[Dataset entries]

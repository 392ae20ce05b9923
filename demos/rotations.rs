use robust_vector3::core::traits::FuzzyEq;
use robust_vector3::{assert_fuzzy_eq, vec3, Vector3};
use std::f64::consts::{FRAC_PI_2, PI};

fn main() {
    axis_rotations();
    yaw_pitch_roll();
    rotations_about_offset_axes();
    geometric_relationships();
}

fn axis_rotations() {
    // Quarter turns cycle the axes with a right-handed orientation
    assert_fuzzy_eq!(Vector3::X_AXIS.rotate_z(FRAC_PI_2), Vector3::Y_AXIS);
    assert_fuzzy_eq!(Vector3::Y_AXIS.rotate_x(FRAC_PI_2), Vector3::Z_AXIS);
    assert_fuzzy_eq!(Vector3::Z_AXIS.rotate_y(FRAC_PI_2), Vector3::X_AXIS);

    // A half turn about z flips x and y and leaves z alone
    assert_fuzzy_eq!(vec3(1.0, 2.0, 3.0).rotate_z(PI), vec3(-1.0, -2.0, 3.0));

    // Rotation never changes the length
    let v = vec3(3.0, -2.0, 5.0);
    assert_fuzzy_eq!(v.rotate_y(0.7).magnitude(), v.magnitude(), 1e-12);
}

fn yaw_pitch_roll() {
    let heading = vec3(1.0, 0.0, 0.0);

    // Yaw turns about z, pitch about x, roll about y
    assert_eq!(heading.yaw(FRAC_PI_2), heading.rotate_z(FRAC_PI_2));
    assert_eq!(heading.pitch(FRAC_PI_2), heading.rotate_x(FRAC_PI_2));
    assert_eq!(heading.roll(FRAC_PI_2), heading.rotate_y(FRAC_PI_2));

    assert_fuzzy_eq!(heading.yaw(FRAC_PI_2), Vector3::Y_AXIS);
}

fn rotations_about_offset_axes() {
    // Rotate the point (2, 0, 0) a quarter turn about the vertical line
    // through (1, 0)
    let rotated = vec3(2.0, 0.0, 0.0).rotate_z_about(1.0, 0.0, FRAC_PI_2);
    assert_fuzzy_eq!(rotated, vec3(1.0, 1.0, 0.0));

    // With the axis through the origin this is just rotate_z
    let v = vec3(1.0, 2.0, 3.0);
    assert_eq!(v.rotate_z_about(0.0, 0.0, 0.4), v.rotate_z(0.4));
}

fn geometric_relationships() {
    let v = vec3(2.0, 1.0, 3.0);

    // Projection splits a vector into parallel and perpendicular parts
    let onto = vec3(1.0, 1.0, 0.0);
    let parallel = v.projection(onto);
    let perpendicular = v.rejection(onto);
    assert_eq!(parallel, vec3(1.5, 1.5, 0.0), "component along (1, 1, 0)");
    assert_fuzzy_eq!(parallel + perpendicular, v, 1e-12);
    assert!(
        perpendicular.is_perpendicular(onto),
        "rejection should be perpendicular to the target"
    );

    // Reflection about an axis reverses everything orthogonal to it
    assert_eq!(
        vec3(1.0, 2.0, 3.0).reflection(Vector3::Z_AXIS),
        vec3(-1.0, -2.0, 3.0)
    );

    // Angles come back in radians between 0 and pi
    assert_fuzzy_eq!(Vector3::X_AXIS.angle(Vector3::Y_AXIS), FRAC_PI_2);
    assert_fuzzy_eq!(Vector3::X_AXIS.angle(-Vector3::X_AXIS), PI);
    assert_eq!(v.angle(v), 0.0, "angle with self is exactly zero");
}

• _Instructions for the task_
How many lines in the records above contain the word "rotated"? Reply with the number alone.

• _Your solution_
2